▶ [TO DO]:
Set down, please, exactly the lines below that run from the line with "one step counter" to the line with "counter went backwards", both lines included.

▶ [INFORMATION]:
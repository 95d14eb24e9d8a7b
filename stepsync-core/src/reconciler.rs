//! Step Reconciliation State Machine
//!
//! ## Overview
//!
//! Hardware step counters are cheap and noisy. The value they report is a
//! lifetime total since boot, which is not what a user wants to see:
//!
//! ```text
//! raw counter:   ... 8_100  8_140 │ 8_150 ...  (reboot)  12  40 ...
//!                                 │ midnight
//! app steps:     ...   940    980 │     0 ...            990 1_018 ...
//! ```
//!
//! The reconciler keeps an offset so that `app = raw - offset` and moves the
//! offset whenever the raw counter stops meaning what it used to:
//!
//! | Anomaly            | Detected by                          | Repair                         |
//! |--------------------|--------------------------------------|--------------------------------|
//! | Day rollover       | local day of last reading != today   | count = 0, offset = raw        |
//! | Reboot             | sticky reboot flag                   | offset = raw - count           |
//! | Counter regression | raw - offset < count                 | offset = raw - count           |
//! | Negative count     | count < 0 (corrupt persisted state)  | count = 0, offset = 0          |
//!
//! Every field change is written through to the store before the next rule
//! runs, so a process killed mid-reading restarts from a consistent prefix.
//!
//! ## Pulse Mode
//!
//! Step detectors report one pulse per step. The count is simply incremented,
//! and starts over when a pulse lands on a later local day.
//!
//! ## Threading
//!
//! All mutating operations take `&mut self`. A host that shares a reconciler
//! between threads wraps it in its own mutex; the multi-field updates are not
//! atomic with respect to each other.

use crate::{
    config::ReconcilerConfig,
    constants::STEP_PULSE_MAGNITUDE,
    errors::StepError,
    store::StepState,
    time::{Clock, Timestamp},
    traits::{SensorHub, SensorKind, SensorMode, SensorReading, StateKey, StepObserver, StepStore},
};

/// Converts raw step sensor readings into a persisted daily step count
pub struct StepReconciler<S, C, O>
where
    S: StepStore,
    C: Clock,
    O: StepObserver,
{
    store: S,
    clock: C,
    observer: O,
    config: ReconcilerConfig,
    state: StepState,
    mode: SensorMode,
    /// Next counted pulse starts a new day
    pending_day_reset: bool,
}

impl<S, C, O> StepReconciler<S, C, O>
where
    S: StepStore,
    C: Clock,
    O: StepObserver,
{
    /// Create a reconciler with the default configuration
    pub fn new(store: S, clock: C, observer: O) -> Self {
        Self::with_config(store, clock, observer, ReconcilerConfig::default())
    }

    /// Create a reconciler, loading persisted state from `store`
    ///
    /// If the last reading was taken on an earlier local day (the app was
    /// closed across midnight) the count is reset before anything else. The
    /// offset is moved to the last raw counter value so the next counter
    /// reading does not bring yesterday's steps back.
    pub fn with_config(store: S, clock: C, observer: O, config: ReconcilerConfig) -> Self {
        let state = StepState::load(&store);
        let mut reconciler = Self {
            store,
            clock,
            observer,
            config,
            state,
            mode: SensorMode::Idle,
            pending_day_reset: false,
        };

        let now = reconciler.clock.now();
        if reconciler.config.is_new_day(reconciler.state.last_sensor_time, now) {
            reconciler.state.current_app_step = 0;
            reconciler.state.last_offset_step = reconciler.state.last_sensor_step;
            reconciler.state.last_sensor_time = now;
            reconciler.state.system_reboot_status = false;
            reconciler.persist(&[
                StateKey::CurrentAppStep,
                StateKey::LastOffsetStep,
                StateKey::LastSensorTime,
                StateKey::SystemRebootStatus,
            ]);
            step_info!("new day since last run, step count reset");
        }

        reconciler
    }

    /// Pick a sensor and subscribe to it
    ///
    /// The step counter is preferred. With only a step detector the current
    /// count is emitted immediately so a fresh display is not blank until the
    /// next step. With neither, or if the platform refuses the subscription,
    /// the observer is told the device is unsupported.
    ///
    /// Calling `start` while already started does nothing.
    pub fn start<H: SensorHub + ?Sized>(&mut self, hub: &mut H) -> SensorMode {
        if self.mode != SensorMode::Idle {
            step_debug!("start ignored, already in {:?} mode", self.mode);
            return self.mode;
        }

        let mode = if hub.has_capability(SensorKind::StepCounter) {
            SensorMode::Cumulative
        } else if hub.has_capability(SensorKind::StepDetector) {
            SensorMode::Pulse
        } else {
            step_info!("{}", StepError::CapabilityUnavailable);
            self.mode = SensorMode::Unsupported;
            self.observer.on_unsupported();
            return self.mode;
        };

        let Some(kind) = mode.sensor() else {
            return self.mode;
        };
        if !hub.subscribe(kind) {
            step_warn!("{}", StepError::SubscriptionFailed { kind });
            self.mode = SensorMode::Unsupported;
            self.observer.on_unsupported();
            return self.mode;
        }

        step_info!("subscribed to {}", kind);
        self.mode = mode;
        if mode == SensorMode::Pulse {
            self.emit();
        }
        self.mode
    }

    /// Tear down the subscription; later readings are ignored
    pub fn stop<H: SensorHub + ?Sized>(&mut self, hub: &mut H) {
        if self.mode.sensor().is_some() {
            hub.unsubscribe();
            step_info!("unsubscribed from {:?} mode", self.mode);
        }
        self.mode = SensorMode::Idle;
    }

    /// Handle a reading from the subscribed sensor
    ///
    /// Readings are dropped while stopped or when they come from a sensor
    /// other than the one subscribed to. Returns the count after the reading
    /// when it was processed.
    pub fn on_reading(&mut self, reading: SensorReading) -> Option<u64> {
        let now = self.clock.now();
        match (self.mode, reading) {
            (SensorMode::Cumulative, SensorReading::Counter(raw)) => {
                Some(self.process_cumulative(raw, now))
            }
            (SensorMode::Pulse, SensorReading::Detector(magnitude)) => {
                Some(self.process_pulse(magnitude, now))
            }
            (mode, reading) => {
                step_debug!("dropping {} reading in {:?} mode", reading.kind(), mode);
                None
            }
        }
    }

    /// Sensor accuracy changed; logged only
    pub fn on_accuracy_changed(&mut self, kind: SensorKind, accuracy: i32) {
        step_debug!("{} accuracy now {}", kind, accuracy);
    }

    /// Apply one step counter reading taken at `now`
    ///
    /// The rules run in a fixed order and the rollover and reboot rules may
    /// both fire on the same reading. Returns the corrected count, which is
    /// also emitted to the observer.
    pub fn process_cumulative(&mut self, raw: i64, now: Timestamp) -> u64 {
        step_debug!("step counter raw={}", raw);

        if self.config.is_new_day(self.state.last_sensor_time, now) {
            self.state.current_app_step = 0;
            self.state.last_offset_step = raw;
            self.state.system_boot_time = self.clock.boot_time();
            self.persist(&[
                StateKey::LastOffsetStep,
                StateKey::CurrentAppStep,
                StateKey::SystemBootTime,
            ]);
            step_info!("day rollover, offset re-anchored at {}", raw);
        }

        if self.state.system_reboot_status {
            self.state.last_offset_step = raw.saturating_sub(self.state.current_app_step);
            self.state.system_reboot_status = false;
            self.state.system_boot_time = self.clock.boot_time();
            self.persist(&[
                StateKey::LastOffsetStep,
                StateKey::SystemBootTime,
                StateKey::SystemRebootStatus,
            ]);
            step_info!(
                "reboot recovered, offset {} keeps count at {}",
                self.state.last_offset_step,
                self.state.current_app_step
            );
        }

        let current = raw.saturating_sub(self.state.last_offset_step);
        if current < self.state.current_app_step {
            step_warn!(
                "step counter went backwards ({} < {}), re-anchoring",
                current,
                self.state.current_app_step
            );
            self.state.last_offset_step = raw.saturating_sub(self.state.current_app_step);
            self.persist(&[StateKey::LastOffsetStep]);
        } else {
            self.state.current_app_step = current;
            self.persist(&[StateKey::CurrentAppStep]);
        }

        self.state.last_sensor_step = raw;
        self.state.last_sensor_time = now;
        self.persist(&[StateKey::LastSensorStep, StateKey::LastSensorTime]);

        if self.state.current_app_step < 0 {
            step_warn!("negative step count {}, clamping", self.state.current_app_step);
            self.state.current_app_step = 0;
            self.state.last_offset_step = 0;
            self.persist(&[StateKey::CurrentAppStep, StateKey::LastOffsetStep]);
        }

        self.emit()
    }

    /// Apply one step detector pulse taken at `now`
    ///
    /// Only a magnitude of exactly 1 is a step; anything else leaves the
    /// count alone. Either way the current count is emitted. A pulse on a
    /// later local day starts the count over; the post-midnight window does
    /// not apply, since every pulse in it is a step taken today.
    pub fn process_pulse(&mut self, magnitude: f32, now: Timestamp) -> u64 {
        if magnitude == STEP_PULSE_MAGNITUDE {
            let other_day = self.config.is_other_day(self.state.last_sensor_time, now);
            if self.pending_day_reset || other_day {
                self.pending_day_reset = false;
                self.state.last_sensor_time = now;
                self.state.current_app_step = 0;
                step_info!("day rollover, pulse count reset");
            }

            self.state.current_app_step = self.state.current_app_step.max(0).saturating_add(1);
            self.state.last_sensor_time = now;
            self.persist(&[StateKey::CurrentAppStep, StateKey::LastSensorTime]);
        } else {
            step_debug!("ignoring pulse of magnitude {}", magnitude);
        }

        self.emit()
    }

    /// Make the next counted pulse start a new day
    ///
    /// Called by whatever detects local midnight on the host.
    pub fn request_day_reset(&mut self) {
        self.pending_day_reset = true;
    }

    /// Compare the device boot time to the recorded one
    ///
    /// On a mismatch the reboot flag is raised and persisted; the offset is
    /// re-anchored by the next step counter reading. Returns whether a
    /// re-anchor is now pending.
    pub fn detect_reboot(&mut self) -> bool {
        let boot = self.clock.boot_time();
        if self.config.is_different_boot(self.state.system_boot_time, boot) {
            step_info!(
                "boot time moved from {} to {}",
                self.state.system_boot_time,
                boot
            );
            self.mark_rebooted();
        }
        self.state.system_reboot_status
    }

    /// Record that the device rebooted
    ///
    /// For hosts that receive an explicit boot-completed notification.
    pub fn mark_rebooted(&mut self) {
        if !self.state.system_reboot_status {
            self.state.system_reboot_status = true;
            self.persist(&[StateKey::SystemRebootStatus]);
        }
    }

    /// Corrected step count for the current day
    pub fn steps(&self) -> u64 {
        u64::try_from(self.state.current_app_step).unwrap_or(0)
    }

    /// Snapshot of the persisted fields
    pub fn state(&self) -> &StepState {
        &self.state
    }

    /// Active input mode
    pub fn mode(&self) -> SensorMode {
        self.mode
    }

    /// Active configuration
    pub fn config(&self) -> &ReconcilerConfig {
        &self.config
    }

    /// Backing store
    pub fn store(&self) -> &S {
        &self.store
    }

    /// Registered observer
    pub fn observer(&self) -> &O {
        &self.observer
    }

    /// Take the reconciler apart, e.g. to hand the store to a new instance
    pub fn into_parts(self) -> (S, C, O) {
        (self.store, self.clock, self.observer)
    }

    fn emit(&mut self) -> u64 {
        let steps = self.steps();
        self.observer.on_step(steps);
        steps
    }

    fn persist(&mut self, keys: &[StateKey]) {
        for &key in keys {
            if let Err(err) = self.store.set(key, self.state.value_of(key)) {
                step_warn!("failed to persist {}: {}", key, err);
            }
        }
    }
}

▶ [YOUR SOLUTION]:
    /// Apply one step counter reading taken at `now`
    ///
    /// The rules run in a fixed order and the rollover and reboot rules may
    /// both fire on the same reading. Returns the corrected count, which is
    /// also emitted to the observer.
    pub fn process_cumulative(&mut self, raw: i64, now: Timestamp) -> u64 {
        step_debug!("step counter raw={}", raw);

        if self.config.is_new_day(self.state.last_sensor_time, now) {
            self.state.current_app_step = 0;
            self.state.last_offset_step = raw;
            self.state.system_boot_time = self.clock.boot_time();
            self.persist(&[
                StateKey::LastOffsetStep,
                StateKey::CurrentAppStep,
                StateKey::SystemBootTime,
            ]);
            step_info!("day rollover, offset re-anchored at {}", raw);
        }

        if self.state.system_reboot_status {
            self.state.last_offset_step = raw.saturating_sub(self.state.current_app_step);
            self.state.system_reboot_status = false;
            self.state.system_boot_time = self.clock.boot_time();
            self.persist(&[
                StateKey::LastOffsetStep,
                StateKey::SystemBootTime,
                StateKey::SystemRebootStatus,
            ]);
            step_info!(
                "reboot recovered, offset {} keeps count at {}",
                self.state.last_offset_step,
                self.state.current_app_step
            );
        }

        let current = raw.saturating_sub(self.state.last_offset_step);
        if current < self.state.current_app_step {
            step_warn!(
                "step counter went backwards ({} < {}), re-anchoring",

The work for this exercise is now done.